I have been searching for my inner Daimon, or source of creativity, hoping to become a writer, since I was a teenager. I have been reading books about creativity, like Rollo May’s The Courage to Create, for more than fifty years. I am also captivated by clever pictures or evocative drawings on book covers. And like many parents and adult children, I loved Alice’s Adventures in Wonderland, and Through the Looking Glass, by Lewis Carroll. I still choose many of my favorite books by wandering in bookstores and libraries. In summary, when I came upon a book promising to somehow unite daydreaming and neuroscience to come up with something new on creativity, and the book’s cover showed Alice pulling back the curtain on nature?; while searching in one of my favorite bookstores, I bought it.
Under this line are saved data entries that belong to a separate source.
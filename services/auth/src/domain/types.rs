use std::time::Duration;

use chrono::{DateTime, Utc};

use aeroride_domain::id::{OtpId, UserId};
use aeroride_domain::user::UserRole;

/// Number of digits in a login code.
pub const OTP_LEN: usize = 6;

/// Smallest and largest code values; codes never start with zero.
pub const OTP_MIN: u32 = 100_000;
pub const OTP_MAX: u32 = 999_999;

/// Login code lifetime in seconds (5 minutes).
pub const OTP_TTL_SECS: i64 = 300;

/// Client-facing cooldown before offering "resend", in seconds.
pub const RESEND_COOLDOWN_SECS: i64 = 30;

/// Issuance throttle: at most `RATE_LIMIT_MAX_ATTEMPTS` codes per identifier
/// within `RATE_LIMIT_WINDOW` of the last allowed attempt.
pub const RATE_LIMIT_MAX_ATTEMPTS: u32 = 3;
pub const RATE_LIMIT_WINDOW: Duration = Duration::from_secs(30);

/// A stored login code.
#[derive(Debug, Clone)]
pub struct OneTimeCode {
    pub id: OtpId,
    pub email: String,
    pub code: String,
    pub created_at: DateTime<Utc>,
    pub expires_at: DateTime<Utc>,
    pub is_used: bool,
    /// Persisted for schema compatibility; never incremented.
    pub attempts: i32,
}

impl OneTimeCode {
    pub fn issue(email: &str, code: String, now: DateTime<Utc>) -> Self {
        Self {
            id: OtpId::generate(),
            email: email.to_owned(),
            code,
            created_at: now,
            expires_at: now + chrono::Duration::seconds(OTP_TTL_SECS),
            is_used: false,
            attempts: 0,
        }
    }

    /// Unused and not past `expires_at` (inclusive).
    pub fn is_valid_at(&self, now: DateTime<Utc>) -> bool {
        !self.is_used && self.expires_at >= now
    }
}

/// Identity resolved at sign-in.
#[derive(Debug, Clone, PartialEq, Eq)]
pub struct AuthUser {
    pub id: UserId,
    pub email: String,
    pub role: UserRole,
}

/// User + default profile to create for a first-time email.
#[derive(Debug, Clone)]
pub struct NewIdentity {
    pub email: String,
    pub full_name: String,
    pub role: UserRole,
}

/// Partner-specific profile created next to the default profile.
#[derive(Debug, Clone, PartialEq)]
pub enum RoleProfile {
    Driver {
        experience_years: i32,
        background_check_status: String,
    },
    Garage {
        business_name: String,
        contact_email: String,
        capacity: i32,
    },
    Airline {
        airline_name: String,
        contact_person: String,
        email_address: String,
        partnership_type: String,
        commission_rate: f64,
    },
}

impl RoleProfile {
    /// Defaults for a new partner account; `None` for roles without one.
    pub fn for_new_user(role: UserRole, full_name: &str, email: &str) -> Option<Self> {
        match role {
            UserRole::Driver => Some(Self::Driver {
                experience_years: 0,
                background_check_status: "pending".to_owned(),
            }),
            UserRole::GaragePartner => Some(Self::Garage {
                business_name: format!("{full_name}'s Garage"),
                contact_email: email.to_owned(),
                capacity: 10,
            }),
            UserRole::AirlinePartner => Some(Self::Airline {
                airline_name: format!("{full_name} Airlines"),
                contact_person: full_name.to_owned(),
                email_address: email.to_owned(),
                partnership_type: "standard".to_owned(),
                commission_rate: 0.05,
            }),
            _ => None,
        }
    }

    pub fn label(&self) -> &'static str {
        match self {
            Self::Driver { .. } => "driver",
            Self::Garage { .. } => "garage",
            Self::Airline { .. } => "airline",
        }
    }
}

/// Result of an operation whose auxiliary writes may fail without failing
/// the operation itself.
#[derive(Debug, Clone, PartialEq)]
pub enum Outcome<T> {
    Complete(T),
    Partial { primary: T, auxiliary: String },
}

impl<T> Outcome<T> {
    pub fn primary(&self) -> &T {
        match self {
            Self::Complete(primary) | Self::Partial { primary, .. } => primary,
        }
    }

    /// Split into the primary value and the auxiliary failure, if any.
    pub fn into_parts(self) -> (T, Option<String>) {
        match self {
            Self::Complete(primary) => (primary, None),
            Self::Partial { primary, auxiliary } => (primary, Some(auxiliary)),
        }
    }
}

/// Verdict of an issuance rate-limit check.
#[derive(Debug, Clone, Copy, PartialEq, Eq)]
pub enum RateDecision {
    Allowed,
    Limited { retry_after: Duration },
}

/// Local part of an email, used as display name when none is given.
pub fn email_local_part(email: &str) -> &str {
    email.split('@').next().unwrap_or(email)
}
Thus began my adventure with Norwegian author Hilde Ostby and The Key to Creativity the Science Behind Ideas and How Daydreaming Can Change the World.
Hilde Ostby begins the neuroscience portion of her book by recounting an accident where she concussed herself on an Oslo bridge while riding her bike. Her traumatic brain injury symptoms and evaluations are discussed intermittently throughout the book. She reminds readers that she and her neuroscientist sister had recently coauthored a textbook on memory; thereby establishing her writing credentials and knowledge of subject matter.
From there, it is a loose associative, entertaining, and provocative walk in silence through the forest of ideas about creativity, especially in the arts, and especially for writers. The loose structure is provided, cheerfully, by some of the characters from Alice’s Adventures in Wonderland, as provided by quotes and drawings.
I enjoyed the recounting of personality traits (which can be developed by conscious effort) observed frequently among particularly creative people:
• Doubt - uncertainty; related to Latin, Ignoramus “We do not know” as a prerequisite to learning new things.
• Not afraid to differ
• Humility; not believing in one’s superiority or the superiority of one’s current ideas.
• Curious – eager to learn or understand. Doubt is a prerequisite to curiosity. Certainty is the antithesis of curiosity.
• Openness to new ideas
• Imaginative
• Receptive to Wonder (awe)
Author Virginia Woolf provides an example of a creator with some of these traits. Ostby shares Woolf’s take on the rules of writing: No right method; whatever expresses what you want to express; No right topic; what it is that you want to discuss; No perception comes amiss.
The chapter on Wonderland connects many of the artistic ideas about daydreaming, walks in the forest, naps, silence, and meditation; with the neuroscience of Default Mode Network (DMN), executive function, limbic system, and temporal lobes, including references to neurologic cases and studies. The metaphor of Alice in Wonderland fits well with author Ostby’s free-associative style (I am guessing that Freud, Jung, and Erik Erikson would all be delighted).
I found the chapters on contemporary schooling, including the Internet, on children’s creativity; and the chapter on work, especially busy work, as part of the culture of consumerism and consumption; both personal and yet effective, in casting a wider net about the general topic of creativity. The way the author pulled in a brief account of her hero, Vera, who had mentored and encouraged the author’s writing career and then died after a monumental struggle with cancer, was resonant with the book’s other themes. Ostby managed to even review the role of grief in creativity and the urgency that an author’s impending death can place on finishing a gift for the future.
I enjoyed and learned from Hilde Ostby’s The Key to Creativity and I recommend it to aspiring creators.